The Use and Abuse of Anti-terrorism Laws in Africa

June 8, 2011 • 2:00 – 3:30 pm EDT

The CSIS Africa Program cordially invites you to attend:

The Use and Abuse of Anti-terrorism Laws in Africa


Thulani Maseko
Human rights defender; Hubert H. Humphrey Fellow
American University

Maria Burnett

Uganda Researcher, Africa Division
Human Rights Watch

Stephan Klingelhofer

Senior Vice President
International Center for Not-for-Profit Law
Moderated by:

The threat of terrorism in some parts of Africa and the resolve of the United States to defeat it has been used by some governments in the region to justify passing draconian anti-terror legislation.  In some instances, these laws have not only failed to protect suspects, they have been used as a politically useful tool against regime opponents.

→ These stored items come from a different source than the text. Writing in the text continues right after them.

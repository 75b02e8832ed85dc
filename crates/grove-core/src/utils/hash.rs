//! Blake3 hashing utilities.
//!
//! Provides the hashing used for manifest fingerprints and cache keys.

/// Compute Blake3 hash of data
pub fn blake3_hash(data: &[u8]) -> String {
    let hash = blake3::hash(data);
    hash.to_hex().to_string()
}

/// Deterministic, filesystem-safe directory name for a normalized URL.
///
/// The readable part is the URL with every non-alphanumeric run collapsed to
/// `-`; the hash suffix keeps distinct URLs apart after sanitizing.
pub fn cache_key(normalized_url: &str) -> String {
    let stripped = normalized_url
        .split_once("://")
        .map_or(normalized_url, |(_, rest)| rest);

    let mut readable = String::with_capacity(stripped.len());
    for c in stripped.chars() {
        if c.is_ascii_alphanumeric() {
            readable.push(c.to_ascii_lowercase());
        } else if !readable.ends_with('-') {
            readable.push('-');
        }
    }
    let readable = readable.trim_matches('-');
    let readable: String = readable.chars().take(64).collect();

    let digest = blake3_hash(normalized_url.as_bytes());
    format!("{}-{}", readable, &digest[..12])
}

#[cfg(test)]
mod tests {
    use super::*;

    #[test]
    fn test_blake3_hash() {
        let hash = blake3_hash(b"hello world");

        assert_eq!(hash.len(), 64);
        assert!(hash.chars().all(|c| c.is_ascii_hexdigit()));
        assert_eq!(hash, blake3_hash(b"hello world"));
    }

    #[test]
    fn test_cache_key_is_stable_and_safe() {
        let key = cache_key("https://github.com/acme/x");
        assert_eq!(key, cache_key("https://github.com/acme/x"));
        assert!(key.starts_with("github-com-acme-x-"));
        assert!(key.chars().all(|c| c.is_ascii_alphanumeric() || c == '-'));
    }

    #[test]
    fn test_cache_key_distinguishes_similar_urls() {
        assert_ne!(
            cache_key("https://github.com/acme/x-y"),
            cache_key("https://github.com/acme/x/y")
        );
    }
}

Thalani Maseko, an attorney from Swaziland, will discuss the use of his country’s Suppression of Terrorism Act to stifle political protest against the rule of King Mswati III, and his efforts to defend those who have fallen foul of that law.  Maria Burnett of Human Rights Watch will describe how the threat of terrorism in Uganda has opened the door to abusive practices such as illegal detention, torture, and the targeting of political opponents.  Steve Klingelhofer will provide an overview of the legislative trends on anti-terrorism in Sub Saharan Africa and discuss the implications for U.S. policy objectives in the region.